In California, the forfeiture by wrongdoing doctrine is codified as an exception to the hearsay rule in Evidence Code section 1390 ("section 1390"). Section 1390, subdivision (a) provides: "Evidence of a statement is not made inadmissible by the hearsay rule if the statement is offered against a party that has engaged, or aided and abetted, in the wrongdoing that was intended to, and did, procure the unavailability of the declarant as a witness."

Section 1390 is similar to Federal Rules of Evidence, rule 804(b)(6), which provides: "A statement offered against a party that wrongfully caused—or acquiesced in wrongfully causing—the declarant's unavailability as a witness, and did so intending that result."

Section 1390, subdivision (b) specifies the procedure for introducing a statement under the forfeiture by wrongdoing doctrine. At a foundational hearing, the party seeking to introduce a statement has the burden of showing, "by a preponderance of the evidence, that the elements of subdivision (a) have been met." (§ 1390, subd. (b)(1).) "[A] finding that the elements of subdivision (a) have been met . . . shall be supported by independent corroborative evidence." (Id., subd. (b)(2).) The judge may exclude a statement if he or she concludes it is not "trustworthy and reliable." (Id., subd. (b)(4).)

In Giles, supra, 554 U.S. 353, the United States Supreme Court addressed the development and scope of the forfeiture by wrongdoing doctrine. The issue in Giles was whether a statement is admissible under the forfeiture by wrongdoing doctrine any time the defendant's wrongful act renders the witness unavailable, or whether "the exception applie[s] only when the defendant engaged in conduct designed to prevent the witness from testifying." (Id. at p. 359.) The court concluded that the forfeiture by wrongdoing doctrine does contain a "purpose requirement" - i.e., that its application depends on whether the defendant's wrongful act was intended to make the witness unavailable. (Id. at p. 361.)

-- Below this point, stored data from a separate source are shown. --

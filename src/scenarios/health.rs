//! Health Probe
//!
//! Polls the configured probe URLs once per iteration.
//!
//! ## What it checks
//!
//! 1. Each URL answers a plain GET (no API headers)
//! 2. The answer is `200`, recorded as check `Endpoint <index> is accessible`
//!
//! A transport failure counts as status `0` and is logged as a refused
//! connection. Failures never abort the iteration.
//!
//! ## Options
//!
//! - `timeout`: Per-request timeout (default: 10s)
//! - `executor`: default one VU, one iteration

use async_trait::async_trait;
use std::fmt;
use std::time::Duration;
use tracing::{debug, info, warn};

use super::traits::{Scenario, ScenarioContext, ScenarioOptions};
use crate::executor::ExecutorConfig;

/// Default per-request timeout for probes
pub const DEFAULT_PROBE_TIMEOUT: Duration = Duration::from_secs(10);

/// Classified probe outcome
#[derive(Debug, Clone, Copy, PartialEq, Eq)]
pub enum ProbeStatus {
    /// Status 200
    Accessible,
    /// No response at all
    Unreachable,
    /// Any other status
    Unexpected(u16),
}

impl ProbeStatus {
    pub fn from_status(status: u16) -> Self {
        match status {
            200 => ProbeStatus::Accessible,
            0 => ProbeStatus::Unreachable,
            other => ProbeStatus::Unexpected(other),
        }
    }

    pub fn is_accessible(&self) -> bool {
        matches!(self, ProbeStatus::Accessible)
    }
}

impl fmt::Display for ProbeStatus {
    fn fmt(&self, f: &mut fmt::Formatter<'_>) -> fmt::Result {
        match self {
            ProbeStatus::Accessible => write!(f, "accessible"),
            ProbeStatus::Unreachable => write!(f, "unreachable"),
            ProbeStatus::Unexpected(status) => write!(f, "unexpected status {status}"),
        }
    }
}

/// Check label for the probe at `index`
pub fn probe_label(index: usize) -> String {
    format!("Endpoint {index} is accessible")
}

/// Health probe scenario
pub struct HealthScenario;

impl HealthScenario {
    /// Probe every URL in order and return each outcome
    pub async fn probe_all(ctx: &ScenarioContext) -> Vec<ProbeStatus> {
        let mut outcomes = Vec::with_capacity(ctx.probe_urls.len());

        for (index, url) in ctx.probe_urls.iter().enumerate() {
            let request = ctx
                .http
                .inner()
                .get(url.clone())
                .timeout(ctx.request_timeout);

            let status = match ctx.http.send(request, "health_probe").await {
                Ok(response) => response.status,
                Err(e) => {
                    debug!(endpoint = index, url = %url, error = %e, "Probe request failed");
                    0
                }
            };

            let outcome = ProbeStatus::from_status(status);
            ctx.metrics.check(&probe_label(index), outcome.is_accessible());

            match outcome {
                ProbeStatus::Accessible => debug!(endpoint = index, url = %url, "Endpoint accessible"),
                ProbeStatus::Unreachable => {
                    warn!(endpoint = index, url = %url, "Connection refused for endpoint {index}")
                }
                ProbeStatus::Unexpected(status) => {
                    info!(endpoint = index, url = %url, status, "Endpoint returned unexpected status")
                }
            }
            outcomes.push(outcome);
        }

        outcomes
    }
}

#[async_trait]
impl Scenario for HealthScenario {
    fn name(&self) -> &'static str {
        "health"
    }

    fn description(&self) -> &'static str {
        "Probe the service endpoints for a 200 response"
    }

    async fn iteration(&self, ctx: &ScenarioContext) -> bool {
        Self::probe_all(ctx)
            .await
            .iter()
            .all(ProbeStatus::is_accessible)
    }

    fn default_options(&self) -> ScenarioOptions {
        ScenarioOptions {
            timeout: DEFAULT_PROBE_TIMEOUT,
            think_time: Duration::ZERO,
            executor: ExecutorConfig::shared(1, 1),
            ..ScenarioOptions::default()
        }
    }
}
//! Turnstile - load testing for the visitor-management API
//!
//! Drives virtual users through the visitor registration workflow, probes
//! service health, aggregates request metrics and judges the run against
//! thresholds.
//!
//! ## Modules
//!
//! - [`client`] - instrumented HTTP client and visitor-management API calls
//! - [`metrics`] - counters, gauges, rates, trends and thresholds
//! - [`scenarios`] - the `Scenario` trait, health probe and visitor flow
//! - [`executor`] - ramping-vus and shared-iterations scheduling
//! - [`config`] - YAML run configuration
//! - [`summary`] - end-of-run console summary
//! - [`api`] - status HTTP API with Prometheus metrics

pub mod api;
pub mod client;
pub mod config;
pub mod executor;
pub mod metrics;
pub mod scenarios;
pub mod summary;
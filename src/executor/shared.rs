//! shared-iterations executor

use std::sync::Arc;
use std::sync::atomic::{AtomicU64, Ordering};
use std::time::Duration;
use tokio::task::JoinSet;
use tracing::info;

use super::{IterationRunner, VuTracker, drain_within};

pub(super) async fn run(
    runner: IterationRunner,
    tracker: VuTracker,
    vus: u64,
    iterations: u64,
    max_duration: Duration,
) {
    let claimed = Arc::new(AtomicU64::new(0));
    let mut set = JoinSet::new();

    for _ in 0..vus.min(iterations) {
        let runner = runner.clone();
        let tracker = tracker.clone();
        let claimed = Arc::clone(&claimed);
        set.spawn(async move {
            let _running = tracker.enter();
            while claimed.fetch_add(1, Ordering::SeqCst) < iterations {
                runner.run_once().await;
            }
        });
    }

    info!(vus = set.len(), iterations, "VUs started");
    drain_within(&mut set, max_duration).await;
}
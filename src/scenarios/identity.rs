//! Per-iteration visitor identity

use rand::Rng;

use crate::client::VisitorRecord;
use crate::config::{MOBILE_NUMBER_LEN, VisitorConfig};

/// Length of the random test identifier
pub const TEST_ID_LEN: usize = 6;

const TEST_ID_ALPHABET: &[u8] = b"0123456789abcdefghijklmnopqrstuvwxyz";

/// Random `[0-9a-z]` identifier of `TEST_ID_LEN` characters
pub fn test_id<R: Rng + ?Sized>(rng: &mut R) -> String {
    (0..TEST_ID_LEN)
        .map(|_| TEST_ID_ALPHABET[rng.random_range(0..TEST_ID_ALPHABET.len())] as char)
        .collect()
}

/// `prefix` followed by a number in `1000..=9999`
///
/// Random, not unique: 9000 values per prefix, so numbers repeat on long runs.
pub fn mobile_number<R: Rng + ?Sized>(rng: &mut R, prefix: &str) -> String {
    format!("{prefix}{}", rng.random_range(1000..=9999u32))
}

/// Whether `mobile` is a 10-digit number
pub fn is_valid_mobile(mobile: &str) -> bool {
    mobile.len() == MOBILE_NUMBER_LEN && mobile.chars().all(|c| c.is_ascii_digit())
}

/// Visitor identity for one iteration
///
/// The test id is distinct with high probability; the mobile number is not.
#[derive(Debug, Clone, PartialEq, Eq)]
pub struct Identity {
    pub test_id: String,
    pub mobile: String,
}

impl Identity {
    pub fn generate<R: Rng + ?Sized>(rng: &mut R, mobile_prefix: &str) -> Self {
        Self {
            test_id: test_id(rng),
            mobile: mobile_number(rng, mobile_prefix),
        }
    }

    /// Visitor record registered by this identity
    pub fn record(&self, settings: &VisitorConfig) -> VisitorRecord {
        let id = &self.test_id;
        VisitorRecord {
            visitor_name: format!("Visitor-{id}"),
            organisation_institution: format!("Org-{id}"),
            image: None,
            email: format!("visitor{id}@test.com"),
            mobile_number: self.mobile.clone(),
            location: settings.location.clone(),
            type_of_visit: settings.type_of_visit.clone(),
            referral_name: settings.referral_name.clone(),
            reason: settings.reason.clone(),
        }
    }
}
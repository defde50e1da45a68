//! Target API clients
//!
//! `HttpClient` records request metrics for every call; `VisitorClient`
//! builds the visitor-management requests on top of it.

mod http;
mod types;
mod visitor;

pub use http::{ClientError, ClientResult, HttpClient, HttpResponse, is_failed_status};
pub use types::*;
pub use visitor::{DEFAULT_FLOW_TIMEOUT, VisitorClient};
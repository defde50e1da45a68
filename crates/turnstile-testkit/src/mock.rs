//! Mock visitor-management API
//!
//! An in-process axum server answering the endpoints of the visitor
//! registration flow and the health probe, so scenarios can be exercised
//! without a real deployment. Every request is recorded for assertions.
//!
//! # Example
//!
//! ```rust,no_run
//! use turnstile_testkit::mock::MockVisitorApi;
//!
//! # async fn example() -> std::io::Result<()> {
//! let server = MockVisitorApi::new()
//!     .with_otp("341470")
//!     .failing("visitor.get_referral", 500)
//!     .spawn()
//!     .await?;
//!
//! let base_url = server.base_url();
//! // ... point a client at base_url ...
//! assert!(server.requests().is_empty());
//! # Ok(())
//! # }
//! ```

use axum::{
    Json, Router,
    body::Bytes,
    extract::{RawQuery, State},
    http::{HeaderMap, Method, StatusCode, Uri, header},
    response::{IntoResponse, Response},
};
use parking_lot::Mutex;
use serde_json::{Value, json};
use std::collections::HashMap;
use std::net::SocketAddr;
use std::sync::Arc;
use std::time::Duration;
use tokio::net::TcpListener;
use tokio::task::JoinHandle;
use tracing::debug;

/// Path prefix of every API method
pub const METHOD_PREFIX: &str = "/api/method/visitor_management.custom_api.";

/// Security desk page polled by the health probe
pub const SECURITY_DESK_PATH: &str = "/security_desk/visitor";

/// A request as the mock received it
#[derive(Debug, Clone, PartialEq)]
pub struct RecordedRequest {
    pub method: Method,
    pub path: String,
    /// Query string exactly as sent
    pub raw_query: Option<String>,
    /// Decoded query parameters
    pub query: HashMap<String, String>,
    pub authorization: Option<String>,
    pub content_type: Option<String>,
    pub body: String,
}

impl RecordedRequest {
    /// `<module>.<method>` when this was an API call
    pub fn api_method(&self) -> Option<&str> {
        self.path.strip_prefix(METHOD_PREFIX)
    }
}

/// Behaviour of a mock server, built before spawning
#[derive(Debug, Clone)]
pub struct MockVisitorApi {
    accepted_otp: String,
    failing: HashMap<String, u16>,
    health_status: u16,
    latency: Duration,
    authorization: Option<String>,
}

impl Default for MockVisitorApi {
    fn default() -> Self {
        Self {
            accepted_otp: "341470".to_string(),
            failing: HashMap::new(),
            health_status: 200,
            latency: Duration::ZERO,
            authorization: None,
        }
    }
}

impl MockVisitorApi {
    /// Mock accepting the default OTP, with every endpoint healthy
    pub fn new() -> Self {
        Self::default()
    }

    /// OTP that `verify_otp` accepts
    pub fn with_otp(mut self, otp: impl Into<String>) -> Self {
        self.accepted_otp = otp.into();
        self
    }

    /// Answer `method_path` (e.g. `visitor.get_org`) with `status`
    pub fn failing(mut self, method_path: impl Into<String>, status: u16) -> Self {
        self.failing.insert(method_path.into(), status);
        self
    }

    /// Status of the security desk page
    pub fn with_health_status(mut self, status: u16) -> Self {
        self.health_status = status;
        self
    }

    /// Delay before every response
    pub fn with_latency(mut self, latency: Duration) -> Self {
        self.latency = latency;
        self
    }

    /// Reject API calls without `Authorization: token <key>:<secret>`
    pub fn with_token(mut self, api_key: &str, api_secret: &str) -> Self {
        self.authorization = Some(format!("token {api_key}:{api_secret}"));
        self
    }

    /// Bind an ephemeral loopback port and start serving
    pub async fn spawn(self) -> std::io::Result<MockServer> {
        let listener = TcpListener::bind(SocketAddr::from(([127, 0, 0, 1], 0))).await?;
        let addr = listener.local_addr()?;

        let state = Arc::new(MockState {
            config: self,
            requests: Mutex::new(Vec::new()),
            created: Mutex::new(Vec::new()),
        });

        let app = Router::new().fallback(handle).with_state(Arc::clone(&state));
        let task = tokio::spawn(async move {
            if let Err(e) = axum::serve(listener, app).await {
                debug!(error = %e, "Mock server stopped");
            }
        });

        debug!(%addr, "Mock visitor API listening");
        Ok(MockServer { addr, state, task })
    }
}

#[derive(Debug)]
struct MockState {
    config: MockVisitorApi,
    requests: Mutex<Vec<RecordedRequest>>,
    created: Mutex<Vec<Value>>,
}

/// A running mock; stops when dropped
#[derive(Debug)]
pub struct MockServer {
    addr: SocketAddr,
    state: Arc<MockState>,
    task: JoinHandle<()>,
}

impl MockServer {
    pub fn addr(&self) -> SocketAddr {
        self.addr
    }

    /// `http://127.0.0.1:<port>`
    pub fn base_url(&self) -> String {
        format!("http://{}", self.addr)
    }

    pub fn url(&self, path: &str) -> String {
        format!("{}{path}", self.base_url())
    }

    /// The two URLs the health probe polls by default, on this server
    pub fn health_urls(&self) -> Vec<String> {
        vec![
            self.url(SECURITY_DESK_PATH),
            self.url(&format!("{METHOD_PREFIX}visitor.get_org")),
        ]
    }

    /// Every request received so far, in arrival order
    pub fn requests(&self) -> Vec<RecordedRequest> {
        self.state.requests.lock().clone()
    }

    /// Requests to one API method
    pub fn requests_to(&self, method_path: &str) -> Vec<RecordedRequest> {
        self.requests()
            .into_iter()
            .filter(|r| r.api_method() == Some(method_path))
            .collect()
    }

    /// Visitor records accepted by `create_visitor_record`, decoded
    pub fn created_visitors(&self) -> Vec<Value> {
        self.state.created.lock().clone()
    }
}

impl Drop for MockServer {
    fn drop(&mut self) {
        self.task.abort();
    }
}

/// URL on loopback where nothing is listening
pub fn unreachable_url() -> std::io::Result<String> {
    let listener = std::net::TcpListener::bind(SocketAddr::from(([127, 0, 0, 1], 0)))?;
    let addr = listener.local_addr()?;
    drop(listener);
    Ok(format!("http://{addr}"))
}

async fn handle(
    State(state): State<Arc<MockState>>,
    method: Method,
    uri: Uri,
    RawQuery(raw_query): RawQuery,
    headers: HeaderMap,
    body: Bytes,
) -> Response {
    let header_value = |name: header::HeaderName| {
        headers
            .get(name)
            .and_then(|v| v.to_str().ok())
            .map(str::to_string)
    };

    let query: HashMap<String, String> = raw_query
        .as_deref()
        .map(|q| url::form_urlencoded::parse(q.as_bytes()).into_owned().collect())
        .unwrap_or_default();

    let request = RecordedRequest {
        method,
        path: uri.path().to_string(),
        raw_query,
        query,
        authorization: header_value(header::AUTHORIZATION),
        content_type: header_value(header::CONTENT_TYPE),
        body: String::from_utf8_lossy(&body).into_owned(),
    };
    state.requests.lock().push(request.clone());

    if !state.config.latency.is_zero() {
        tokio::time::sleep(state.config.latency).await;
    }

    let config = &state.config;
    if request.path == SECURITY_DESK_PATH {
        return reply(config.health_status, json!({ "page": "security_desk" }));
    }

    let Some(api_method) = request.api_method() else {
        return reply(404, json!({ "exc_type": "DoesNotExistError" }));
    };

    if let Some(status) = config.failing.get(api_method) {
        return reply(*status, json!({ "exc_type": "MockFailure" }));
    }

    if let Some(expected) = &config.authorization {
        if request.authorization.as_ref() != Some(expected) {
            return reply(401, json!({ "exc_type": "AuthenticationError" }));
        }
    }

    let is_get = request.method == Method::GET;
    let is_post = request.method == Method::POST;
    match api_method {
        "entry_exit.security_login" if is_post => {
            reply(200, json!({ "message": { "logged_in": true } }))
        }
        "visitor.get_org" if is_get => reply(200, json!({ "message": [{ "name": "Org-1" }] })),
        "visitor.get_referral" if is_get => {
            reply(200, json!({ "message": [{ "name": "EMP4_FH" }] }))
        }
        "visitor.generate_and_send_otp" if is_get => match request.query.get("mobile") {
            Some(mobile) if is_mobile(mobile) => reply(200, json!({ "message": "OTP sent" })),
            _ => reply(417, json!({ "exc_type": "ValidationError" })),
        },
        "visitor.verify_otp" if is_get => {
            if request.query.get("otp") == Some(&config.accepted_otp) {
                reply(200, json!({ "message": "verified" }))
            } else {
                reply(401, json!({ "exc_type": "InvalidOTP" }))
            }
        }
        "visitor.create_visitor_record" if is_post => match decode_visitor(&request.body) {
            Some(record) => {
                state.created.lock().push(record);
                reply(200, json!({ "message": "created" }))
            }
            None => reply(417, json!({ "exc_type": "ValidationError" })),
        },
        "visitor.get_visitors" if is_get => match request.query.get("location") {
            Some(location) => reply(200, json!({ "message": [], "location": location })),
            None => reply(417, json!({ "exc_type": "ValidationError" })),
        },
        _ => reply(404, json!({ "exc_type": "DoesNotExistError" })),
    }
}

fn reply(status: u16, body: Value) -> Response {
    let status = StatusCode::from_u16(status).unwrap_or(StatusCode::INTERNAL_SERVER_ERROR);
    (status, Json(body)).into_response()
}

fn is_mobile(value: &str) -> bool {
    value.len() == 10 && value.chars().all(|c| c.is_ascii_digit())
}

/// Unwrap `{"data": "<record json>"}` into the record object
fn decode_visitor(body: &str) -> Option<Value> {
    let envelope: Value = serde_json::from_str(body).ok()?;
    let inner = envelope.get("data")?.as_str()?;
    let record: Value = serde_json::from_str(inner).ok()?;
    let fields = record.as_object()?;
    (fields.contains_key("visitor_name") && fields.contains_key("mobile_number")).then_some(record)
}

Under Giles, "forfeiture by wrongdoing is implicated not only when the defendant intends to prevent a witness from testifying in court but also when the defendant's efforts were designed to dissuade the witness from cooperating with the police or other law enforcement authorities." (People v. Banos (2009) 178 Cal.App.4th 483, 501 (Banos).)

B. Standard of Review

The trial court applies the preponderance of the evidence standard when making the factual determinations underlying the application of the forfeiture by wrongdoing doctrine. (§ 1390, subd. (b)(1); United States v. Dinkins (4th Cir. 2012) 691 F.3d 358, 383 (Dinkins).) On appeal, we determine if there is substantial evidence to support the trial court's express or implied findings as to those factual issues. (See Banos, supra, 178 Cal.App.4th at p. 502; People v. Cromer (2001) 24 Cal.4th 889, 902 (Cromer) ["the trial court's resolution of disputed factual issues . . . is reviewed deferentially on appeal under the substantial evidence standard"].)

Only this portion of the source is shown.